## Dataset entries
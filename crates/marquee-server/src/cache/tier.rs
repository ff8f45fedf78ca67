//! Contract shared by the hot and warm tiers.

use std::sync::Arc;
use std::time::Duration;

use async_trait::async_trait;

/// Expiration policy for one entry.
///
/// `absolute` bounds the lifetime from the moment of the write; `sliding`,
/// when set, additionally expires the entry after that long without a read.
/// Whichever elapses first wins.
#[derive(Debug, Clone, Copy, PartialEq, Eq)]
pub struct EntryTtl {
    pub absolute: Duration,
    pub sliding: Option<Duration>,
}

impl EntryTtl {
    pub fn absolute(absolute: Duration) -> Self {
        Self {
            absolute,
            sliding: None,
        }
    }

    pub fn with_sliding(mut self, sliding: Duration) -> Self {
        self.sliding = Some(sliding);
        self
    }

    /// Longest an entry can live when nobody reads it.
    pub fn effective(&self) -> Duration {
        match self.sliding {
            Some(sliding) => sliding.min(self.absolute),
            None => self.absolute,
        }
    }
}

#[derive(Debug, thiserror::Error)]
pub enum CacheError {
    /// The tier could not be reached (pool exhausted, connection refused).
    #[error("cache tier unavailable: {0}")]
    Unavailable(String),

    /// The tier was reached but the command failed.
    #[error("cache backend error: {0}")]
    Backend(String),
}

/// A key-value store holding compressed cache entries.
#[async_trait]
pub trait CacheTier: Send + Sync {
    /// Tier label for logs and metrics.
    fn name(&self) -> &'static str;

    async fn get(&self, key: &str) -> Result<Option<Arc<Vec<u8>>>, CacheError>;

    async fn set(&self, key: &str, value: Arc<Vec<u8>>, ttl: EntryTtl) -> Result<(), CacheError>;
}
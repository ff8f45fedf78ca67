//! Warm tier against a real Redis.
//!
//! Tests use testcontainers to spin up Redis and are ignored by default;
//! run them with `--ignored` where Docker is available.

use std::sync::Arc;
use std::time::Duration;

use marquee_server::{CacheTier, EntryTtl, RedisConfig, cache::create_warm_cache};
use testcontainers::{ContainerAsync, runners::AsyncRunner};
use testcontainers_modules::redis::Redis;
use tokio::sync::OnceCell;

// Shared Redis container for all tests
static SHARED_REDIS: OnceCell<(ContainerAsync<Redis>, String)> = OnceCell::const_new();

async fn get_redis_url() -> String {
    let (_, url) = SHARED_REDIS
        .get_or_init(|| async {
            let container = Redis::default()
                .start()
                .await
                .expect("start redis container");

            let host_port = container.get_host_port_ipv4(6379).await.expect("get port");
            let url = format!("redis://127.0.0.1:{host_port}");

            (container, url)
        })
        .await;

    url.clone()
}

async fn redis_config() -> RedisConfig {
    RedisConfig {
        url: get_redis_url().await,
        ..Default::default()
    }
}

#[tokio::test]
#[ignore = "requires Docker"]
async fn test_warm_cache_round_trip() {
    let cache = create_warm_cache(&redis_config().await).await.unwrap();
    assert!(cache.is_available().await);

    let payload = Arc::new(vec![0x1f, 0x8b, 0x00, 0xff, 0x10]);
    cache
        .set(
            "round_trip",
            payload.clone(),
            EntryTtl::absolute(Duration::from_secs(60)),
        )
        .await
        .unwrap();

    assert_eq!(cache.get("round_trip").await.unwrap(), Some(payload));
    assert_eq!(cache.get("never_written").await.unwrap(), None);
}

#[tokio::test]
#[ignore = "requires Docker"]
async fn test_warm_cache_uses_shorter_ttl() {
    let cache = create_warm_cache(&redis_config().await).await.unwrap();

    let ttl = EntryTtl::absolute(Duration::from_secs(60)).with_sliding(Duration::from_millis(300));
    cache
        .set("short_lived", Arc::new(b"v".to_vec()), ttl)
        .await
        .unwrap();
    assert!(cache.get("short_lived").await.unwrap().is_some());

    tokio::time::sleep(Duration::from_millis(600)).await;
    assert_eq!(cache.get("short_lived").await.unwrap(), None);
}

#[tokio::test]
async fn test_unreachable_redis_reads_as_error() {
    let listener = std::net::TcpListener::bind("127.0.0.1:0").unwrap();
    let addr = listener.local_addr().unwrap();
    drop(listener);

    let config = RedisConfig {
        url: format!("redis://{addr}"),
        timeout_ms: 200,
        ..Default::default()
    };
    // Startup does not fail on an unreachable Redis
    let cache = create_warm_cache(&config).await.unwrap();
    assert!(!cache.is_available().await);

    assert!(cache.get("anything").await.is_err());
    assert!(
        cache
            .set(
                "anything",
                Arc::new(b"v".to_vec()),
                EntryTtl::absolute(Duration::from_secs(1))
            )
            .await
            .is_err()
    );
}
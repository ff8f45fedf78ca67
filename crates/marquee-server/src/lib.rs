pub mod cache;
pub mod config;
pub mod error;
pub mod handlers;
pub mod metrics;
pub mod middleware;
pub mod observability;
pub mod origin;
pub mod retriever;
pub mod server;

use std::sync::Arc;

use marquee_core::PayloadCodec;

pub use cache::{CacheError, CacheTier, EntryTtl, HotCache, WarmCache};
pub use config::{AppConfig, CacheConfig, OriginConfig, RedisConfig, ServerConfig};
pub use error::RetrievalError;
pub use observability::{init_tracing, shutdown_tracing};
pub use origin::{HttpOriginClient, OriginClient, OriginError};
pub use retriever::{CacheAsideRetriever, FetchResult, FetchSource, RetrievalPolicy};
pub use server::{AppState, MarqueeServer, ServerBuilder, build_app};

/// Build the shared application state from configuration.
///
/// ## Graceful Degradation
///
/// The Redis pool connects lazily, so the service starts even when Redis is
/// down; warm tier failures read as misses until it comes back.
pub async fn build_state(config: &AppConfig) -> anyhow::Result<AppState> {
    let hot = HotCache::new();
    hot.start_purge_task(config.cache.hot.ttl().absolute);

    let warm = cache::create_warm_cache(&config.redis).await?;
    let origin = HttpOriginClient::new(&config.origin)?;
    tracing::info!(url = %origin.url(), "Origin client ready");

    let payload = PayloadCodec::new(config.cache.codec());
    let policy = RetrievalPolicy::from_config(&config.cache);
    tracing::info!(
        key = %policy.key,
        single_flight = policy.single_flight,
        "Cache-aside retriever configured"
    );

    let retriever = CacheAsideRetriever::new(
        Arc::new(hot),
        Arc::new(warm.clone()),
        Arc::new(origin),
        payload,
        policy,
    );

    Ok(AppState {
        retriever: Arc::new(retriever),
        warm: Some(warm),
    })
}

## PROBLEM DESCRIPTION
After reading the records above, give the number of lines that include "CacheTier", and add nothing else.

## RESULT FOR THIS EXERCISE
3